When moving into a small living space, growing crops seems like a faraway possibility.
Local company Love & Carrots wants to prove otherwise.
As a part of Arlington’s “Urban Agriculture Month,” on Friday, October 11, Love & Carrots hosted a public tour of their ordinarily private rooftop garden at the Ten at Clarendon apartment complex, where they taught visitors how to successfully grow vegetables in their own homes or apartment buildings.
During the tour, Carly Mercer, director of garden programming for Love & Carrots, debunked common issues with urban farming, including a perception that it’s difficult to do well.
“A lot of it comes down to frequent watering, pest control, and maintaining a deep enough level of soil,” said Mercer.

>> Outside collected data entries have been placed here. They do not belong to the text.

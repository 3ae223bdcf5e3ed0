pub mod adapter;
pub mod error;

pub mod memory {
    pub mod cursor;
    pub mod executor;
    pub mod table;
}

pub mod sql {
    pub mod postgres {
        pub mod coercion;
        pub mod cursor;
        pub mod executor;
        pub mod utils;
    }
}

pub use adapter::{DriverKind, connect};
pub use error::ConnectorError;
pub use memory::executor::MemoryExecutor;
pub use sql::postgres::executor::PgExecutor;
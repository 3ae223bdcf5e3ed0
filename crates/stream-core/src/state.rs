use std::{
    fmt,
    sync::atomic::{AtomicU8, Ordering},
};

#[repr(u8)]
#[derive(Debug, Clone, Copy, PartialEq, Eq)]
pub enum StreamState {
    Idle = 0,
    Fetching = 1,
    Closed = 2,
}

impl StreamState {
    fn from_u8(raw: u8) -> Self {
        match raw {
            0 => StreamState::Idle,
            1 => StreamState::Fetching,
            _ => StreamState::Closed,
        }
    }
}

impl fmt::Display for StreamState {
    fn fmt(&self, f: &mut fmt::Formatter<'_>) -> fmt::Result {
        let name = match self {
            StreamState::Idle => "idle",
            StreamState::Fetching => "fetching",
            StreamState::Closed => "closed",
        };
        f.write_str(name)
    }
}

/// Scheduling state of an iteration session.
///
/// `Idle -> Fetching -> Idle` is the normal fetch cycle, and `Idle | Fetching
/// -> Closed` is cancellation. `Closed` is absorbing. Every transition is a
/// single compare-and-swap.
#[derive(Debug)]
pub struct SessionState {
    raw: AtomicU8,
}

impl Default for SessionState {
    fn default() -> Self {
        Self::new()
    }
}

impl SessionState {
    pub fn new() -> Self {
        Self {
            raw: AtomicU8::new(StreamState::Idle as u8),
        }
    }

    pub fn load(&self) -> StreamState {
        StreamState::from_u8(self.raw.load(Ordering::SeqCst))
    }

    pub fn is_closed(&self) -> bool {
        self.load() == StreamState::Closed
    }

    /// `Idle -> Fetching`. Returns false when a fetch already runs or the
    /// session is closed.
    pub fn try_start_fetch(&self) -> bool {
        self.transition(StreamState::Idle, StreamState::Fetching)
    }

    /// `Fetching -> Idle`. Returns false when the session was closed in the
    /// meantime.
    pub fn finish_fetch(&self) -> bool {
        self.transition(StreamState::Fetching, StreamState::Idle)
    }

    /// Moves any open state to `Closed` and returns the state it replaced, or
    /// `None` if the session was already closed.
    pub fn try_close(&self) -> Option<StreamState> {
        let mut current = self.raw.load(Ordering::SeqCst);
        loop {
            if StreamState::from_u8(current) == StreamState::Closed {
                return None;
            }
            match self.raw.compare_exchange(
                current,
                StreamState::Closed as u8,
                Ordering::SeqCst,
                Ordering::SeqCst,
            ) {
                Ok(previous) => return Some(StreamState::from_u8(previous)),
                Err(actual) => current = actual,
            }
        }
    }

    fn transition(&self, from: StreamState, to: StreamState) -> bool {
        self.raw
            .compare_exchange(from as u8, to as u8, Ordering::SeqCst, Ordering::SeqCst)
            .is_ok()
    }
}

#[cfg(test)]
mod tests {
    use super::*;
    use std::sync::Arc;

    #[test]
    fn fetch_cycle() {
        let state = SessionState::new();
        assert!(state.try_start_fetch());
        assert!(!state.try_start_fetch());
        assert_eq!(state.load(), StreamState::Fetching);
        assert!(state.finish_fetch());
        assert!(!state.finish_fetch());
        assert_eq!(state.load(), StreamState::Idle);
    }

    #[test]
    fn closed_is_absorbing() {
        let state = SessionState::new();
        assert!(state.try_start_fetch());
        assert_eq!(state.try_close(), Some(StreamState::Fetching));
        assert_eq!(state.try_close(), None);
        assert!(!state.finish_fetch());
        assert!(!state.try_start_fetch());
        assert!(state.is_closed());
    }

    #[test]
    fn concurrent_starts_admit_one() {
        let state = Arc::new(SessionState::new());
        let winners: usize = (0..8)
            .map(|_| {
                let state = state.clone();
                std::thread::spawn(move || state.try_start_fetch())
            })
            .collect::<Vec<_>>()
            .into_iter()
            .map(|h| h.join().unwrap() as usize)
            .sum();
        assert_eq!(winners, 1);
    }
}
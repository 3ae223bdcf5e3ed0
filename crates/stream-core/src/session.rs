use crate::{
    close::{self, CloseHandle, CloseOutcome},
    cursor::{self, RowCursor, SharedCursor},
    error::SessionError,
    metrics::StreamMetrics,
    options::StreamOptions,
    queue::{self, QueueConsumer, QueueGauge, QueueProducer},
    state::{SessionState, StreamState},
};
use model::{ColumnMetadata, Row};
use std::sync::{
    Arc, Mutex, MutexGuard,
    atomic::{AtomicBool, AtomicUsize, Ordering},
};
use tokio_util::sync::CancellationToken;
use tracing::{debug, info};
use uuid::Uuid;

pub type SessionId = Uuid;

/// Item moved through the row channel.
///
/// A failed cursor read travels the same path as data, so the UI handles
/// errors exactly where it handles rows.
#[derive(Debug)]
pub(crate) enum Fetched {
    Row(Row),
    Failed(String),
}

/// Coordination point between one fetch worker and one drainer for a single
/// query result.
///
/// The session owns the cursor and the row channel. The UI keeps an `Arc` and
/// acts only through [`request_more_rows`](Self::request_more_rows),
/// [`drain`](Self::drain) and [`cancel`](Self::cancel).
pub struct IterationSession {
    pub(crate) id: SessionId,
    pub(crate) columns: ColumnMetadata,
    pub(crate) options: StreamOptions,
    pub(crate) cursor: SharedCursor,
    pub(crate) producer: Mutex<Option<QueueProducer<Fetched>>>,
    pub(crate) consumer: tokio::sync::Mutex<QueueConsumer<Fetched>>,
    pub(crate) gauge: QueueGauge,
    pub(crate) state: SessionState,
    pub(crate) finished: AtomicBool,
    pub(crate) end_delivered: AtomicBool,
    pub(crate) total_processed: AtomicUsize,
    pub(crate) last_error: Mutex<Option<String>>,
    pub(crate) cancel: CancellationToken,
    closer: Mutex<Option<CloseHandle>>,
    pub(crate) metrics: StreamMetrics,
}

impl std::fmt::Debug for IterationSession {
    fn fmt(&self, f: &mut std::fmt::Formatter<'_>) -> std::fmt::Result {
        f.debug_struct("IterationSession")
            .field("id", &self.id)
            .field("columns", &self.columns)
            .field("state", &self.state.load())
            .field("finished", &self.is_finished())
            .field("total_processed", &self.total_processed())
            .finish()
    }
}

impl IterationSession {
    /// Opens a session over `cursor` and launches the first fetch run.
    ///
    /// Must be called from within a Tokio runtime. Fails with
    /// [`SessionError::Metadata`] when the column names cannot be read.
    pub fn start(
        cursor: Box<dyn RowCursor>,
        options: StreamOptions,
    ) -> Result<Arc<Self>, SessionError> {
        options.validate()?;
        let columns = cursor
            .columns()
            .map_err(|source| SessionError::Metadata { source })?;

        let (producer, consumer) = queue::bounded(options.channel_capacity());
        let gauge = consumer.gauge();

        let session = Arc::new(IterationSession {
            id: Uuid::new_v4(),
            columns,
            options,
            cursor: cursor::share(cursor),
            producer: Mutex::new(Some(producer)),
            consumer: tokio::sync::Mutex::new(consumer),
            gauge,
            state: SessionState::new(),
            finished: AtomicBool::new(false),
            end_delivered: AtomicBool::new(false),
            total_processed: AtomicUsize::new(0),
            last_error: Mutex::new(None),
            cancel: CancellationToken::new(),
            closer: Mutex::new(None),
            metrics: StreamMetrics::new(),
        });

        info!(
            session = %session.id,
            columns = session.columns.len(),
            batch_limit = options.batch_limit,
            "Iteration session started"
        );

        session.request_more_rows();
        Ok(session)
    }

    /// Launches another fetch run if the session is idle.
    ///
    /// Returns whether a run was launched. A running fetch, a finished stream
    /// or a closed session all make this a silent no-op, so callers may invoke
    /// it as often as they like.
    pub fn request_more_rows(self: &Arc<Self>) -> bool {
        if self.is_finished() {
            return false;
        }
        if !self.state.try_start_fetch() {
            debug!(session = %self.id, state = %self.state.load(), "Fetch not started");
            return false;
        }

        // The previous run may have flagged the end between the check and the swap.
        let guard = FetchGuard::new(Arc::clone(self));
        if self.is_finished() {
            return false;
        }

        tokio::spawn(Arc::clone(self).run_fetch(guard));
        true
    }

    /// Cancels the query.
    ///
    /// The session is closed for scheduling as soon as this returns; the
    /// cursor itself is released on a detached task. Returns false if the
    /// session was already closed.
    pub fn cancel(self: &Arc<Self>) -> bool {
        let Some(previous) = self.state.try_close() else {
            return false;
        };

        self.cancel.cancel();
        self.take_producer();

        info!(
            session = %self.id,
            previous = %previous,
            delivered = self.total_processed(),
            "Query cancelled"
        );

        self.release_cursor();
        true
    }

    /// Waits up to the configured close budget for the cursor to be released.
    ///
    /// Returns `None` when no close has been dispatched yet.
    pub async fn wait_closed(&self) -> Option<CloseOutcome> {
        let handle = self.close_handle()?;
        Some(handle.wait(self.options.close_wait_budget).await)
    }

    pub fn close_handle(&self) -> Option<CloseHandle> {
        lock(&self.closer).clone()
    }

    /// Dispatches the cursor close, at most once per session.
    pub(crate) fn release_cursor(&self) -> CloseHandle {
        let mut slot = lock(&self.closer);
        if let Some(handle) = slot.as_ref() {
            return handle.clone();
        }
        let handle = close::spawn_close(Arc::clone(&self.cursor), self.id);
        *slot = Some(handle.clone());
        handle
    }

    pub(crate) fn producer(&self) -> Option<QueueProducer<Fetched>> {
        lock(&self.producer).clone()
    }

    /// Drops the session's producer handle. The channel closes once the
    /// running worker, if any, lets go of its clone.
    pub(crate) fn take_producer(&self) {
        lock(&self.producer).take();
    }

    pub(crate) fn mark_finished(&self) {
        self.finished.store(true, Ordering::SeqCst);
    }

    pub(crate) fn record_error(&self, message: String) {
        *lock(&self.last_error) = Some(message);
    }

    pub(crate) fn take_error(&self) -> Option<String> {
        lock(&self.last_error).take()
    }

    pub fn id(&self) -> SessionId {
        self.id
    }

    pub fn columns(&self) -> &ColumnMetadata {
        &self.columns
    }

    pub fn options(&self) -> &StreamOptions {
        &self.options
    }

    pub fn state(&self) -> StreamState {
        self.state.load()
    }

    pub fn is_closed(&self) -> bool {
        self.state.is_closed()
    }

    /// True once the cursor is exhausted or failed. Irreversible.
    pub fn is_finished(&self) -> bool {
        self.finished.load(Ordering::SeqCst)
    }

    /// Rows handed to the UI so far.
    pub fn total_processed(&self) -> usize {
        self.total_processed.load(Ordering::SeqCst)
    }

    /// Rows buffered in the channel and not yet drained.
    pub fn pending_rows(&self) -> usize {
        self.gauge.pending()
    }

    pub fn is_end_delivered(&self) -> bool {
        self.end_delivered.load(Ordering::SeqCst)
    }

    /// Whether another drain could deliver something: a run is in flight,
    /// rows are buffered, or the end of stream has not been reported yet.
    pub fn needs_drain(&self) -> bool {
        if self.is_closed() || self.is_end_delivered() {
            return false;
        }
        self.state() == StreamState::Fetching || self.pending_rows() > 0 || self.is_finished()
    }

    pub fn metrics(&self) -> &StreamMetrics {
        &self.metrics
    }
}

/// Holds the `Fetching` marker of one run and releases it on drop, whichever
/// way the run ends.
pub(crate) struct FetchGuard {
    session: Arc<IterationSession>,
}

impl FetchGuard {
    fn new(session: Arc<IterationSession>) -> Self {
        Self { session }
    }
}

impl Drop for FetchGuard {
    fn drop(&mut self) {
        if !self.session.state.finish_fetch() {
            debug!(session = %self.session.id, "Fetch ended after close");
        }
    }
}

fn lock<T>(mutex: &Mutex<T>) -> MutexGuard<'_, T> {
    mutex.lock().unwrap_or_else(|poisoned| poisoned.into_inner())
}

Many urban gardeners who grow herbs out of their balcony, she said, plant them in shallow pots that, unbeknownst to most, require watering every one to two hours.
But growing plants on a rooftop also comes with its faults, Mercer added.
“We can’t grow crops on a trellis, so things like grapes are out of the question. And with heavier winds, we had to rule out heavier produce — a butternut squash once went flying off of a rooftop.”
Across the D.C. area, Love & Carrots creates garden spaces for schools, non-profits, residences, restaurants, and residential communities. Every other week, Love & Carrots gardener stops by to help maintain the plants. The company is growing as local interest in urban agriculture blooms.
Their space at Ten at Clarendon provides apartment residents with a monthly share of the produce, and every other week, a Love & Carrots farmer lays out fresh harvests in the lobby for all residents to enjoy.